(Stored items)
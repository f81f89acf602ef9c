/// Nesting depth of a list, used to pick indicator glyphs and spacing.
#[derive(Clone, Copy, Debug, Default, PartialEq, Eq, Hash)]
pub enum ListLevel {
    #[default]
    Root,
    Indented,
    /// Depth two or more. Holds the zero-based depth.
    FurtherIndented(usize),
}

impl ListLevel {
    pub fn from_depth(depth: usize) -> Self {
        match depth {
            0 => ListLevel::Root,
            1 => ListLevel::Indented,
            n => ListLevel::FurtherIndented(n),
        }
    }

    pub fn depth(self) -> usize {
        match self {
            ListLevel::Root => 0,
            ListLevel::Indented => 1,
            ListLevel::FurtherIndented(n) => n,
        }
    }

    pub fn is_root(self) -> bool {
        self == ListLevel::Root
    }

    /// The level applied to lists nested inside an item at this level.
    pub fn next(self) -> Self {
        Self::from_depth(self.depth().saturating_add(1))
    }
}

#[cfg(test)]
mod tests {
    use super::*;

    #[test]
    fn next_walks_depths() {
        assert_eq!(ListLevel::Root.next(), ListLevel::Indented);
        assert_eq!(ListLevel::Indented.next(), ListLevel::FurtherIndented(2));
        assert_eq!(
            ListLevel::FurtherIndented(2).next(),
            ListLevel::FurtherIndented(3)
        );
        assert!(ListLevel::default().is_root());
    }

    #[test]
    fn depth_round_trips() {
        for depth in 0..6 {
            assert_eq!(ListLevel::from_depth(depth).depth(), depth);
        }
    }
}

==

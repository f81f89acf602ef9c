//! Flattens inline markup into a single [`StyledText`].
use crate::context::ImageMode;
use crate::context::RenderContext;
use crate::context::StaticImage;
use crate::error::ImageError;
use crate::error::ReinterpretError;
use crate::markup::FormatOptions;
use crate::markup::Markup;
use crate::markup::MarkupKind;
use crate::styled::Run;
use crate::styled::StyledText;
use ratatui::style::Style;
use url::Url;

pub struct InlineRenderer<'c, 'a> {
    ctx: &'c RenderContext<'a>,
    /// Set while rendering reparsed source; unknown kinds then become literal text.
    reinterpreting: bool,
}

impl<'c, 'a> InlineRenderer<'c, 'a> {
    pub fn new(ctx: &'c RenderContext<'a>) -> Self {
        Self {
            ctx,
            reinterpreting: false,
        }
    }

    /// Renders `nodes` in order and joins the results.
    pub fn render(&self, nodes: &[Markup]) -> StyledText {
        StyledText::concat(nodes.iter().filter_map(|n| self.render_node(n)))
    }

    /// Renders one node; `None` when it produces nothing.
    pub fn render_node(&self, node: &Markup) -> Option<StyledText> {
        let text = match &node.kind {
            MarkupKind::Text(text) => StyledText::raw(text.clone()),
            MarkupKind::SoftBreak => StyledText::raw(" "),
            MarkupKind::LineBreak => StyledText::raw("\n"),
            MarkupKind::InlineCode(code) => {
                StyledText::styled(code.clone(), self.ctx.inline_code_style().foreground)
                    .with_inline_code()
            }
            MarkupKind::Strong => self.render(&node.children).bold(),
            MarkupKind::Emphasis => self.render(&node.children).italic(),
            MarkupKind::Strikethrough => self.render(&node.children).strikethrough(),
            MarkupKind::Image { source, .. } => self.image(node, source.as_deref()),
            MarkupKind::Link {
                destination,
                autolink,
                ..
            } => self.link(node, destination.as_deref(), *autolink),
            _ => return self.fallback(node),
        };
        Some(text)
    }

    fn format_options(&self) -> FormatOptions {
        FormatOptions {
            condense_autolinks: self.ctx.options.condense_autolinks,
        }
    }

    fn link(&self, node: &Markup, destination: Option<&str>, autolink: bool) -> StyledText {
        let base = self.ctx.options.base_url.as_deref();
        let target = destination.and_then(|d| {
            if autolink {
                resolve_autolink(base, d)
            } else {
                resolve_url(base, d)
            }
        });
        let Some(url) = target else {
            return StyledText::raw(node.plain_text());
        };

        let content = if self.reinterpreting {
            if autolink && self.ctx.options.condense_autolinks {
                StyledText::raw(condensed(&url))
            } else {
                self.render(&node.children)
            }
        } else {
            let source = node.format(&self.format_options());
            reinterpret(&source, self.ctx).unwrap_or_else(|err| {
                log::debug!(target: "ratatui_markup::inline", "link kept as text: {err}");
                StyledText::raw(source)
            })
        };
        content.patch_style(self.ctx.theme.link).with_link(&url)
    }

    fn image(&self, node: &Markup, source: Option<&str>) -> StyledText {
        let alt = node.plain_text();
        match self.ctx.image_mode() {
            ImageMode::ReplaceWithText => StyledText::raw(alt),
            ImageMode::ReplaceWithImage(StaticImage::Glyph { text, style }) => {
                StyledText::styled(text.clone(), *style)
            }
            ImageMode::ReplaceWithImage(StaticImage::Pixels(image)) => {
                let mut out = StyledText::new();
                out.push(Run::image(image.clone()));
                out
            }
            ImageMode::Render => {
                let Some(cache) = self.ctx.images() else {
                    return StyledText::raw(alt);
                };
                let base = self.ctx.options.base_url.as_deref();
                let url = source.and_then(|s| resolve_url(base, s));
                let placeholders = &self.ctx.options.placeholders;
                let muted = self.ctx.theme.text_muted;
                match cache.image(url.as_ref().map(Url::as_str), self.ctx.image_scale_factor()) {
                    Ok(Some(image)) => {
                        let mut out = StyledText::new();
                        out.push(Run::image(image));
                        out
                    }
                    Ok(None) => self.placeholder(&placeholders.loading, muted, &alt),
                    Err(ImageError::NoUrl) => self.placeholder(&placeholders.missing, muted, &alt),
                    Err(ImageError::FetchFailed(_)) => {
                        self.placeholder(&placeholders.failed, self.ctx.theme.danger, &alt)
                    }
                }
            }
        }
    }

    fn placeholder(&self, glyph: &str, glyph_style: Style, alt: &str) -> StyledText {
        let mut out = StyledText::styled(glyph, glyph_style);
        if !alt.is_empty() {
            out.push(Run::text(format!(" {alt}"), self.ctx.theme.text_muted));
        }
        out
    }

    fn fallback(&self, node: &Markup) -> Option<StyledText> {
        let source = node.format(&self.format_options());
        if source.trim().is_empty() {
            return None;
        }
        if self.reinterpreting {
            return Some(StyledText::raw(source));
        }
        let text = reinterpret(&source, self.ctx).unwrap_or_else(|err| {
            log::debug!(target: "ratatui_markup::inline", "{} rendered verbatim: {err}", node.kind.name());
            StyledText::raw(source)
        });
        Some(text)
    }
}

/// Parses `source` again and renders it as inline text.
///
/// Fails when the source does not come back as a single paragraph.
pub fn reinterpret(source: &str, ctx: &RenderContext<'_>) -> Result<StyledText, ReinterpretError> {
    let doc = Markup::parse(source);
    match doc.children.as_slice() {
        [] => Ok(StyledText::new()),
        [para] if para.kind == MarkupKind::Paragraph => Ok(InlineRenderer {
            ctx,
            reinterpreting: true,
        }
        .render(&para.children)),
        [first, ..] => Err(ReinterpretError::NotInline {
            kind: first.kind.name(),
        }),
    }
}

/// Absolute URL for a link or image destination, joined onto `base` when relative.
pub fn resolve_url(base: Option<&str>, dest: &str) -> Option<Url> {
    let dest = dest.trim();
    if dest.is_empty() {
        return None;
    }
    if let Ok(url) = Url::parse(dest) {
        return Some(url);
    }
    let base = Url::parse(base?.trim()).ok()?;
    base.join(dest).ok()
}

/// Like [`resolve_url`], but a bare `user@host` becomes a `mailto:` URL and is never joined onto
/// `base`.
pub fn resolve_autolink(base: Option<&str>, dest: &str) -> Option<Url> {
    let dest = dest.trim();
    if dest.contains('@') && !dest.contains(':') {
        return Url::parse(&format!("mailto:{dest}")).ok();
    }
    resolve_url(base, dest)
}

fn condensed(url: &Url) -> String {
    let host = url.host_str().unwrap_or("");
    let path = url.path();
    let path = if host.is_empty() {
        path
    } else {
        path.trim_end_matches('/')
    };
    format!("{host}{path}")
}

### EXERCISE DETAILS
Nothing is wanted except the number of lines in the entries above that include the word "FormatOptions".

### FINISHED EXERCISE
3